The Wizardwar - Elaine Cunningham [83]
He swept the dying man up in his arms and ran toward the college, shouting for assistance. Curious students flowed from their dwellings, then shot off with typical jordaini obedience to fetch their masters.
The wizards who answered the summons could do no more than Matteo to stop the mysterious process. Finally, they shook their heads and stepped away, as they might to avoid a leper.
Vishna reached out a palsied hand toward Matteo's dagger.
The jordain hesitated, understanding what the wizard had in mind. Matteo had been taught that life was sacred, but better a quick death than the slipping away of the soul and the slow-creeping madness that overtook undead wizards.
He pulled his dagger and curved his father's frail fingers around the hilt of the jordaini blade.
To Matteo's surprise, Vishna lifted the blade to his hair and sliced off a thin gray lock. This he handed to Matteo. He struggled to form words.
"Basel," he croaked. "Three. Legacy."
Matteo nodded reassuringly as he deciphered this message. Obviously Basel had contacted Vishna, his old sword-master and successor, to enlist his help in Matteo's search for an ancestor's talisman. Legacy was also clear enough, for Vishna had agreed that destroying the Cabal would be a means to atone for his mistakes. But three?
The jordain's eyes widened as he made the connection. Three wizards had formed the crimson star, and Vishna had suggested that three descendants were needed to undo this grim legacy. Akhlaur, Vishna, and Zalathorm. Andris, Matteo, andGoddess above! This had been a day for revelations, but none stunned Matteo more than the notion of "Princess Tzigone!"
Vishna made a feeble gesture with his free hand, indicating that he wanted Matteo to leave. Their eyes clung for a moment, and then Vishna laboriously moved the blade to his throat. His unspoken plea was clear: he did not want his son to see him die by his own hand.
With deep reluctance, Matteo rose to honor the old man's last wish. As he strode quickly away, he glanced down at the lock of hair clenched in his hand. It was no longer thin and gray, but a deep, lustrous chestnut.
*****
Back at Akhlaur's tower, the necromancer and the elf watched as a pair of skeletal servants stirred a bubbling kettle. Unspeakably foul steam rose as the remains of several ghouls boiled down to sludge. A half dozen vials stood on a nearby table, ready to receive the finished potion. On the far side of the room, several of Akhlaur's water-fleshed servants struggled to control a chained wyvern. Three of them clung to the beast's thrashing tail, while a fourth darted about with a vial to catch drops of poison dripping from the barbed tip.

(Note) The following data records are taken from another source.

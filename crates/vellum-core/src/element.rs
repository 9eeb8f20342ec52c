//! Element model
//!
//! Elements are the addressable records of a drawing-surface scene. They
//! are immutable value records: every committed mutation produces a new
//! `Element` behind a fresh `Arc`, bumps the monotonic `version` and
//! regenerates the random `version_nonce` used to break ties between
//! concurrent equal-version edits.

use std::collections::BTreeMap;
use std::sync::Arc;

use serde::{Deserialize, Serialize};

use crate::{ElementId, GroupId};

/// Z-ordering key. Lexicographic; opaque to the engine, produced by the
/// surrounding application's ordering layer.
#[derive(Clone, Debug, Default, PartialEq, Eq, PartialOrd, Ord, Hash, Serialize, Deserialize)]
pub struct OrderKey(pub String);

impl OrderKey {
    pub fn new(key: impl Into<String>) -> Self {
        OrderKey(key.into())
    }
}

/// Shape classification of an element
#[derive(Clone, Copy, Debug, PartialEq, Eq, Hash, Serialize, Deserialize)]
#[serde(rename_all = "snake_case")]
pub enum ShapeKind {
    Rectangle,
    Ellipse,
    Diamond,
    Arrow,
    Line,
    Text,
    Image,
    Frame,
}

/// What a binding attaches to an element
#[derive(Clone, Copy, Debug, PartialEq, Eq, Hash, Serialize, Deserialize)]
#[serde(rename_all = "snake_case")]
pub enum BindingKind {
    Arrow,
    Text,
}

/// A relation to another element (arrow endpoint, text label), keyed by
/// the bound element's id
#[derive(Clone, Copy, Debug, PartialEq, Eq, Serialize, Deserialize)]
pub struct Binding {
    pub id: ElementId,
    pub kind: BindingKind,
}

impl Binding {
    pub fn new(id: ElementId, kind: BindingKind) -> Self {
        Binding { id, kind }
    }
}

/// Crop window of an image element, in natural-image coordinates
#[derive(Clone, Copy, Debug, PartialEq, Serialize, Deserialize)]
pub struct Crop {
    pub x: f64,
    pub y: f64,
    pub width: f64,
    pub height: f64,
    pub natural_width: f64,
    pub natural_height: f64,
}

/// A drawing-surface element.
///
/// `id`, `version`, `version_nonce` and `updated` are metadata: they
/// identify and order concurrent edits but are never diffed as content.
/// Everything else is content and participates in delta calculation.
#[derive(Clone, Debug, PartialEq, Serialize, Deserialize)]
pub struct Element {
    // Metadata
    pub id: ElementId,
    /// Monotonic per-element edit counter
    pub version: u64,
    /// Random tiebreaker for concurrent equal-version edits
    pub version_nonce: u64,
    /// Wall-clock milliseconds, stamped by the mutation layer
    pub updated: u64,

    // Content
    /// Soft-delete flag; deleted elements stay addressable
    pub is_deleted: bool,
    /// Z-ordering key
    pub index: OrderKey,
    pub shape: ShapeKind,
    pub x: f64,
    pub y: f64,
    pub width: f64,
    pub height: f64,
    pub angle: f64,
    pub stroke_color: String,
    pub background_color: String,
    pub opacity: u8,
    pub locked: bool,
    pub link: Option<String>,
    /// Scalar-replace: the whole list is the value
    pub group_ids: Vec<GroupId>,
    /// Keyed relation, diffed and merged by bound element id
    pub bound_elements: Vec<Binding>,
    /// Image crop; applied verbatim (override or clear), never merged
    pub crop: Option<Crop>,
}

impl Element {
    /// Create a fresh element with default content at version 1
    pub fn new(id: ElementId, shape: ShapeKind) -> Self {
        Element {
            id,
            version: 1,
            version_nonce: rand::random(),
            updated: 0,
            is_deleted: false,
            index: OrderKey::default(),
            shape,
            x: 0.0,
            y: 0.0,
            width: 0.0,
            height: 0.0,
            angle: 0.0,
            stroke_color: String::from("#1e1e1e"),
            background_color: String::from("transparent"),
            opacity: 100,
            locked: false,
            link: None,
            group_ids: Vec::new(),
            bound_elements: Vec::new(),
            crop: None,
        }
    }

    pub fn with_index(mut self, index: OrderKey) -> Self {
        self.index = index;
        self
    }

    pub fn with_position(mut self, x: f64, y: f64) -> Self {
        self.x = x;
        self.y = y;
        self
    }

    pub fn with_size(mut self, width: f64, height: f64) -> Self {
        self.width = width;
        self.height = height;
        self
    }

    pub fn with_stroke_color(mut self, color: impl Into<String>) -> Self {
        self.stroke_color = color.into();
        self
    }

    pub fn with_background_color(mut self, color: impl Into<String>) -> Self {
        self.background_color = color.into();
        self
    }

    pub fn with_group_ids(mut self, group_ids: Vec<GroupId>) -> Self {
        self.group_ids = group_ids;
        self
    }

    pub fn with_bound_elements(mut self, bound_elements: Vec<Binding>) -> Self {
        self.bound_elements = bound_elements;
        self
    }

    pub fn with_crop(mut self, crop: Crop) -> Self {
        self.crop = Some(crop);
        self
    }

    pub fn with_version(mut self, version: u64) -> Self {
        self.version = version;
        self
    }

    pub fn with_version_nonce(mut self, nonce: u64) -> Self {
        self.version_nonce = nonce;
        self
    }

    pub fn deleted(mut self) -> Self {
        self.is_deleted = true;
        self
    }

    /// Seal a mutation: bump the version, regenerate the nonce, restamp
    /// the modification time
    pub fn committed(mut self, now_ms: u64) -> Self {
        self.version += 1;
        self.version_nonce = rand::random();
        self.updated = now_ms;
        self
    }

    /// Visible means present in the working set and not soft-deleted
    #[inline]
    pub fn is_visible(&self) -> bool {
        !self.is_deleted
    }
}

/// The id-indexed working set of a scene. Iteration order is the id order,
/// which keeps replays and tests deterministic; z-order lives in
/// [`Element::index`], not in map order.
pub type ElementMap = BTreeMap<ElementId, Arc<Element>>;

/// An ordered scene, as held by renderers and the reconciler
pub type Sequence = Vec<Arc<Element>>;

/// Build an [`ElementMap`] from an ordered sequence. Later duplicates of
/// an id replace earlier ones.
pub fn sequence_to_map(sequence: &[Arc<Element>]) -> ElementMap {
    sequence
        .iter()
        .map(|element| (element.id, element.clone()))
        .collect()
}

From time to time, one of the undead servants was pierced by a wing rib or a flailing talon, and the fluids surrounding the old bones drained away like wine from a broken barrel. Still more undead servants busied themselves with mops, cleaning the stone floor of their comrades' remains.
Kiva observed all this with a calm face and well-hidden revulsion. The tower and the forest beyond were filled with the clatter of undead servants.

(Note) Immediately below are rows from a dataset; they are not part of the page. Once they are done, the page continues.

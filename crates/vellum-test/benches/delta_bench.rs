//! Benchmarks for delta calculation, replay and reconciliation

use criterion::{black_box, criterion_group, criterion_main, Criterion};

use vellum_core::{ElementMap, ErrorPolicy, Sequence};
use vellum_delta::{ChangeSet, ElementsDelta};
use vellum_reconcile::{reconcile, RemoteElement};
use vellum_test::{FuzzerConfig, SceneFuzzer};

fn fuzzed_scenes(element_count: usize, op_count: usize) -> (ElementMap, ElementMap) {
    let config = FuzzerConfig {
        element_count,
        op_count,
        ..FuzzerConfig::default()
    };
    let mut fuzzer = SceneFuzzer::new(config);
    let start = fuzzer.seed_scene();
    let scenes = fuzzer.mutation_chain(start);
    let first = scenes.first().expect("chain start").clone();
    let last = scenes.last().expect("chain end").clone();
    (first, last)
}

fn bench_calculate(c: &mut Criterion) {
    let (prev, next) = fuzzed_scenes(1_000, 200);

    c.bench_function("elements_delta_calculate_1k", |b| {
        b.iter(|| black_box(ElementsDelta::calculate(black_box(&prev), black_box(&next))))
    });
}

fn bench_apply(c: &mut Criterion) {
    let (prev, next) = fuzzed_scenes(1_000, 200);
    let delta = ElementsDelta::calculate(&prev, &next);
    let snapshot = ElementMap::new();

    c.bench_function("elements_delta_apply_1k", |b| {
        b.iter(|| {
            black_box(
                delta
                    .apply_to(black_box(&prev), &snapshot, ErrorPolicy::lenient())
                    .expect("lenient apply never fails"),
            )
        })
    });
}

fn bench_inverse(c: &mut Criterion) {
    let (prev, next) = fuzzed_scenes(1_000, 200);
    let delta = ElementsDelta::calculate(&prev, &next);

    c.bench_function("elements_delta_inverse_1k", |b| {
        b.iter(|| black_box(black_box(&delta).inverse()))
    });
}

fn bench_reconcile(c: &mut Criterion) {
    let (base, edited) = fuzzed_scenes(1_000, 100);
    let local: Sequence = base.values().cloned().collect();
    let remote: Vec<RemoteElement> = edited
        .values()
        .filter(|element| {
            base.get(&element.id)
                .map(|prev| prev.version_nonce != element.version_nonce)
                .unwrap_or(true)
        })
        .map(|element| RemoteElement::new(element.clone()))
        .collect();

    c.bench_function("reconcile_1k_local", |b| {
        b.iter(|| black_box(reconcile(black_box(&local), black_box(&remote))))
    });
}

criterion_group!(
    benches,
    bench_calculate,
    bench_apply,
    bench_inverse,
    bench_reconcile
);
criterion_main!(benches);
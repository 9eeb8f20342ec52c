//! Vellum Test - Harness and fuzzing tools for engine validation
//!
//! This crate provides:
//! - A replica simulator with a working map, snapshot and undo/redo
//!   history, standing in for the surrounding application
//! - A seeded mutation fuzzer for convergence and round-trip testing

pub mod fuzzer;
pub mod scenario;

pub use fuzzer::*;
pub use scenario::*;
impl Diffable for ObservedAppState {
    type Patch = ObservedPatch;

    fn diff(prev: &ObservedAppState, next: &ObservedAppState) -> (ObservedPatch, ObservedPatch) {
        let mut deleted = ObservedPatch::default();
        let mut inserted = ObservedPatch::default();

        if prev.name != next.name {
            deleted.name = Some(prev.name.clone());
            inserted.name = Some(next.name.clone());
        }
        if prev.view_background_color != next.view_background_color {
            deleted.view_background_color = Some(prev.view_background_color.clone());
            inserted.view_background_color = Some(next.view_background_color.clone());
        }
        if let Some((removed, added)) =
            diff_sets(&prev.selected_element_ids, &next.selected_element_ids)
        {
            deleted.selected_element_ids = Some(removed);
            inserted.selected_element_ids = Some(added);
        }
        if let Some((removed, added)) = diff_sets(&prev.selected_group_ids, &next.selected_group_ids)
        {
            deleted.selected_group_ids = Some(removed);
            inserted.selected_group_ids = Some(added);
        }
        if prev.editing_group_id != next.editing_group_id {
            deleted.editing_group_id = Some(SetOrClear::from_option(&prev.editing_group_id));
            inserted.editing_group_id = Some(SetOrClear::from_option(&next.editing_group_id));
        }
        if prev.selected_linear_element_id != next.selected_linear_element_id {
            deleted.selected_linear_element_id =
                Some(SetOrClear::from_option(&prev.selected_linear_element_id));
            inserted.selected_linear_element_id =
                Some(SetOrClear::from_option(&next.selected_linear_element_id));
        }
        if prev.editing_linear_element_id != next.editing_linear_element_id {
            deleted.editing_linear_element_id =
                Some(SetOrClear::from_option(&prev.editing_linear_element_id));
            inserted.editing_linear_element_id =
                Some(SetOrClear::from_option(&next.editing_linear_element_id));
        }
        if prev.cropping_element_id != next.cropping_element_id {
            deleted.cropping_element_id = Some(SetOrClear::from_option(&prev.cropping_element_id));
            inserted.cropping_element_id = Some(SetOrClear::from_option(&next.cropping_element_id));
        }

        (deleted, inserted)
    }

    fn apply(&self, deleted: &ObservedPatch, inserted: &ObservedPatch) -> ObservedAppState {
        let mut next = self.clone();

        if let Some(name) = &inserted.name {
            next.name = name.clone();
        }
        if let Some(color) = &inserted.view_background_color {
            next.view_background_color = color.clone();
        }
        if inserted.selected_element_ids.is_some() || deleted.selected_element_ids.is_some() {
            let empty = BTreeSet::new();
            let added = inserted.selected_element_ids.as_ref().unwrap_or(&empty);
            let removed = deleted.selected_element_ids.as_ref().unwrap_or(&empty);
            next.selected_element_ids = merge_sets(&self.selected_element_ids, added, removed);
        }
        if inserted.selected_group_ids.is_some() || deleted.selected_group_ids.is_some() {
            let empty = BTreeSet::new();
            let added = inserted.selected_group_ids.as_ref().unwrap_or(&empty);
            let removed = deleted.selected_group_ids.as_ref().unwrap_or(&empty);
            next.selected_group_ids = merge_sets(&self.selected_group_ids, added, removed);
        }
        if let Some(editing_group_id) = &inserted.editing_group_id {
            next.editing_group_id = editing_group_id.to_option();
        }
        if let Some(id) = &inserted.selected_linear_element_id {
            next.selected_linear_element_id = id.to_option();
        }
        if let Some(id) = &inserted.editing_linear_element_id {
            next.editing_linear_element_id = id.to_option();
        }
        if let Some(id) = &inserted.cropping_element_id {
            next.cropping_element_id = id.to_option();
        }

        next
    }

    fn capture(&self) -> ObservedPatch {
        ObservedPatch {
            name: Some(self.name.clone()),
            view_background_color: Some(self.view_background_color.clone()),
            selected_element_ids: Some(self.selected_element_ids.clone()),
            selected_group_ids: Some(self.selected_group_ids.clone()),
            editing_group_id: Some(SetOrClear::from_option(&self.editing_group_id)),
            selected_linear_element_id: Some(SetOrClear::from_option(
                &self.selected_linear_element_id,
            )),
            editing_linear_element_id: Some(SetOrClear::from_option(
                &self.editing_linear_element_id,
            )),
            cropping_element_id: Some(SetOrClear::from_option(&self.cropping_element_id)),
        }
    }

    fn differs(prev: &ObservedAppState, next: &ObservedAppState) -> bool {
        prev != next
    }
}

Kelemvor, the human's Lord of the Dead, probably had livelier company than this!
Suddenly an aura of flickering, blue-green faerie fire surrounded Akhlaur.
A speculative smile touched the necromancer's thin lips. He dug into his voluminous sleeve and produced a tiny, ebony box. The glowing aura grew brighter and more condensed as it focused upon the box, then began to shrink as if it were slipping inside the little cube.
"A spell cast long ago is finally bearing fruit," Akhlaur announced with great satisfaction. He began the rhythmic, atonal chant of a spell of summoning.
"He is creating a lich," Kiva murmured with a mixture of horror and relief.
She had seen Akhlaur prepare this phylactery many years ago and feared he had prepared it for his own transformation!